---------- Dataset excerpts ----------
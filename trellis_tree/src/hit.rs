// Copyright 2025 the Trellis Authors
// SPDX-License-Identifier: Apache-2.0 OR MIT

//! Front-to-back hit resolution.
//!
//! The resolver is the single answer to "what widget is under the cursor". It
//! walks the children of a level from the topmost to the back-most; the first
//! visible child that accepts the point wins that level and is searched
//! recursively. If none of its children accept the point, the child itself is
//! the result. A miss at the top level means the point fell on the root's
//! background and yields `None`.

use kurbo::{Point, Rect, Vec2};

use crate::tree::Tree;
use crate::types::{NodeId, WidgetFlags};

impl Tree {
    /// Resolve the topmost widget below `root` containing a world-space point.
    ///
    /// Only visible nodes are considered; containment uses the node's world
    /// bounds. `root` itself is never returned.
    pub fn resolve_target(&self, root: NodeId, point: Point) -> Option<NodeId> {
        self.resolve_target_with(root, point, |_, pt, bounds| bounds.contains(pt))
    }

    /// Like [`Tree::resolve_target`], with a caller-supplied shape test.
    ///
    /// `hit` receives the candidate, the world-space point, and the candidate's
    /// world bounds. It lets widgets declare non-rectangular shapes, or opt out
    /// of hit resolution entirely.
    pub fn resolve_target_with<F>(&self, root: NodeId, point: Point, mut hit: F) -> Option<NodeId>
    where
        F: FnMut(NodeId, Point, Rect) -> bool,
    {
        if !self.is_alive(root) {
            return None;
        }
        let offset = self.child_offset(root);
        self.resolve_level(root, offset, point, &mut hit)
    }

    fn resolve_level<F>(
        &self,
        parent: NodeId,
        offset: Vec2,
        point: Point,
        hit: &mut F,
    ) -> Option<NodeId>
    where
        F: FnMut(NodeId, Point, Rect) -> bool,
    {
        for &child in self.node(parent).children.iter().rev() {
            let node = self.node(child);
            if !node.flags.contains(WidgetFlags::VISIBLE) {
                continue;
            }
            let world = node.bounds + offset;
            if hit(child, point, world) {
                let inner = world.origin().to_vec2();
                return self
                    .resolve_level(child, inner, point, hit)
                    .or(Some(child));
            }
        }
        None
    }
}
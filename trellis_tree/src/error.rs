// Copyright 2025 the Trellis Authors
// SPDX-License-Identifier: Apache-2.0 OR MIT

//! Errors reported by structural tree operations.

use crate::types::NodeId;

/// Errors returned by [`Tree::add`](crate::Tree::add) and friends.
#[derive(Clone, Debug, PartialEq, Eq, thiserror::Error)]
pub enum TreeError {
    /// The identifier does not refer to a live node.
    #[error("node {0:?} is not alive")]
    StaleNode(NodeId),
    /// Linking would make a node its own ancestor.
    #[error("adding {child:?} under {parent:?} would create a cycle")]
    WouldCycle {
        /// Requested parent.
        parent: NodeId,
        /// Node being attached.
        child: NodeId,
    },
    /// Another child of the parent already uses this name.
    #[error("{parent:?} already has a child named {name:?}")]
    DuplicateName {
        /// Requested parent.
        parent: NodeId,
        /// Conflicting name.
        name: alloc::string::String,
    },
}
----------
◆ **Your task**
Above are the records; copy each line from them that includes the string "itself".

◆ **Expected output**
//! recursively. If none of its children accept the point, the child itself is
    /// bounds. `root` itself is never returned.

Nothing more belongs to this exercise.